Exercise description: Scan the entries for the string "UserListController" and give the number of lines that have it, nothing further.

Collected data entries:

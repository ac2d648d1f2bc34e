use api::{ApiConfig, UsersApi, PLACEHOLDER_PHONE};

use crate::form::{FormMode, FormState};
use crate::state::UserListState;

/// Drives a [`UserListState`] against a [`UsersApi`] without a UI.
///
/// Each async operation snapshots the form, awaits one remote call and applies
/// the result. Nothing guards against overlapping calls.
pub struct UserListController<A: UsersApi> {
    api: A,
    phone: String,
    state: UserListState,
}

impl<A: UsersApi> UserListController<A> {
    pub fn new(api: A) -> Self {
        Self {
            api,
            phone: PLACEHOLDER_PHONE.to_string(),
            state: UserListState::new(),
        }
    }

    pub fn with_config(api: A, config: &ApiConfig) -> Self {
        Self {
            phone: config.placeholder_phone.clone(),
            ..Self::new(api)
        }
    }

    pub fn state(&self) -> &UserListState {
        &self.state
    }

    /// Direct access to the form inputs, as a text field would have.
    pub fn form_mut(&mut self) -> &mut FormState {
        &mut self.state.form
    }

    pub fn api(&self) -> &A {
        &self.api
    }

    /// Load the full collection. Meant to run once at startup.
    pub async fn fetch_all(&mut self) {
        let result = self.api.list_users().await;
        self.state.apply_fetched(result);
    }

    pub fn begin_create(&mut self) {
        self.state.begin_create();
    }

    pub fn begin_edit(&mut self, id: i64) -> bool {
        self.state.begin_edit(id)
    }

    pub fn clear(&mut self) {
        self.state.clear();
    }

    /// Create a user from the form contents.
    pub async fn save(&mut self) {
        let payload = self.state.payload(&self.phone);
        let result = self.api.create_user(&payload).await;
        self.state.apply_created(result);
    }

    /// Update the user being edited. Does nothing outside `Editing` mode.
    pub async fn update(&mut self) {
        let Some(id) = self.state.form.editing_id() else {
            tracing::debug!("update requested while not editing");
            return;
        };
        let payload = self.state.payload(&self.phone);
        let result = self.api.update_user(id, &payload).await;
        self.state.apply_updated(id, &payload, result);
    }

    /// Save or update depending on the form mode.
    pub async fn submit(&mut self) {
        match self.state.form.mode {
            FormMode::Creating => self.save().await,
            FormMode::Editing(_) => self.update().await,
            FormMode::Idle => {}
        }
    }

    pub async fn delete(&mut self, id: i64) {
        let result = self.api.delete_user(id).await;
        self.state.apply_deleted(id, result);
    }
}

Finished exercise: 2